Aim for a pace approaching 10-30 seconds a mile slower than your 10k pace.

Work on speed with interval sessions

These are shorter more explosive sessions where the idea is short bursts of speed work to hone your overall aerobic/anaerobic fitness. 

With endurance and tempo training already under your belt, this kind of training is designed to improve your leg speed and get your knees up. In segments, you are running faster than your regular race pace and you will definitely need recovery time (probably twice as long as the interval itself) before repeating the interval. 

Why does this matter? Well come race day, depending on your progress, you may need to step it up at some point in the race to eclipse a PB. If you’ve done this kind of training, you will have another gear in the locker. 

Fartlek training is a popular variation on interval training. It is more unstructured and flexible, but includes variations of pace, alternating between speed and a slower jog for intervals of your own choosing.  

Try hill runs

Top athletes swear by hill runs as a great way to build up your tolerance to the old enemy lactic acid. 

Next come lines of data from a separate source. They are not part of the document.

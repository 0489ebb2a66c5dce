pub mod seconds;

pub use seconds::Seconds;

/// Node identifiers are dense indices into the network's matrices, 0-indexed
/// in memory (the on-disk file formats are 1-indexed; loaders decrement).
pub type NodeId = u32;

pub type Cost = f64;

pub type RequestId = u32;

pub type VehicleId = u32;

pub type PassengerCount = u8;

pub const COST_ZERO: Cost = 0.0;

/// Sentinel "node" fed to [`crate::network::Network`] queries to mean
/// "the dwell time at a pickup", rather than a real travel leg.
pub const DWELL_PICKUP_SENTINEL: i64 = -10;

/// Sentinel "node" fed to [`crate::network::Network`] queries to mean
/// "the dwell time at an alighting", rather than a real travel leg.
pub const DWELL_ALIGHT_SENTINEL: i64 = -20;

Running up a fairly steep gradient at a steady pace will help the body’s ability to clear build ups of lactic acid, with the added benefit of strengthening leg muscles. Don’t push yourself to a full sprint - you need to pick a speed that will allow you to maintain a consistent pace for the whole hill interval.

Follow this up with a gentle jog back down. This is a great cool down after your first burst up the hill. And of course, once that recovery is over, you do it again, and again and again…

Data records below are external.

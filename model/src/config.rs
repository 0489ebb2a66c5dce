use std::path::PathBuf;

use crate::base_types::{Cost, PassengerCount, Seconds};

/// Prefix-lock policy for the feasibility search: how much of a vehicle's
/// previously planned order must be replayed verbatim.
#[derive(Debug, Clone, Copy, PartialEq, Eq)]
pub enum CtspPolicy {
    Full,
    FixOnboard,
    FixPrefix,
}

#[derive(Debug, Clone, Copy, PartialEq, Eq)]
pub enum CtspObjective {
    Vtt,
    Delay,
}

#[derive(Debug, Clone, Copy, PartialEq, Eq)]
pub enum AssignmentObjective {
    ServiceRate,
    Rmt,
}

#[derive(Debug, Clone, Copy, PartialEq, Eq)]
pub enum Algorithm {
    IlpFull,
}

pub struct Config {
    pub paths: PathsConfig,
    pub fleet: FleetConfig,
    pub service: ServiceConfig,
    pub clock: ClockConfig,
    pub search: SearchConfig,
    pub assignment: AssignmentConfig,
    pub runtime: RuntimeConfig,
}

pub struct PathsConfig {
    pub dataroot: PathBuf,
    pub results_directory: PathBuf,
    pub log_file: PathBuf,
    pub timefile: PathBuf,
    pub distance_file: PathBuf,
    pub edgecost_file: PathBuf,
    pub request_data_file: PathBuf,
    pub vehicle_data_file: PathBuf,
}

pub struct FleetConfig {
    pub vehicle_limit: Option<usize>,
    /// Overrides every vehicle's on-disk capacity when `Some` and positive.
    pub carsize: Option<PassengerCount>,
}

pub struct ServiceConfig {
    pub max_waiting: Seconds,
    pub max_detour: Seconds,
    pub dwell_pickup: Seconds,
    pub dwell_alight: Seconds,
    pub last_minute_service: bool,
}

pub struct ClockConfig {
    pub initial_time: Seconds,
    pub final_time: Seconds,
    pub interval: Seconds,
}

pub struct SearchConfig {
    pub algorithm: Algorithm,
    pub ctsp: CtspPolicy,
    pub ctsp_objective: CtspObjective,
    pub max_new: usize,
    pub lp_limitvalue: usize,
    pub rtv_timelimit: Seconds,
    pub pruning_rv_k: usize,
    pub pruning_rr_k: usize,
}

pub struct AssignmentConfig {
    pub objective: AssignmentObjective,
    pub miss_cost: Cost,
    pub rmt_reward: Cost,
}

pub struct RuntimeConfig {
    pub threads: usize,
}

impl Config {
    #[allow(clippy::too_many_arguments)]
    pub fn new(
        paths: PathsConfig,
        fleet: FleetConfig,
        service: ServiceConfig,
        clock: ClockConfig,
        search: SearchConfig,
        assignment: AssignmentConfig,
        runtime: RuntimeConfig,
    ) -> Config {
        Config {
            paths,
            fleet,
            service,
            clock,
            search,
            assignment,
            runtime,
        }
    }
}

Perfect your half marathon nutrition

Any attempt at a long distance event needs to be fuelled by good nutrition and it is especially true if you are running multiple SuperHalfs events and trying to set new PBs. 

To get the best out of your body you have to give it the best kind of fuel. This needn’t be complicated. Simply aim to give your body enough calories to fuel your training, and try to ensure that the majority of those calories come from nutritious, non-processed foods.

Staples of your diet should be carbohydrates for steady energy release (oats, brown rice, sweet potato), protein for muscle building (lean meats, greek yoghurt, nuts) and healthy fats for improved energy reserves (olive oil, avocado, egg yolks).

Rest and relax

With a varied programme of training, make sure you follow the rest days in your training plan. There is no point exhausting yourself in your own personal pursuit of the half marathon holy grail, if you get to the start line of every SuperHalfs event a spent force. Rest and relax sufficiently after every race and training session, giving your body the time it needs to recover. Remember this is supposed to be fun!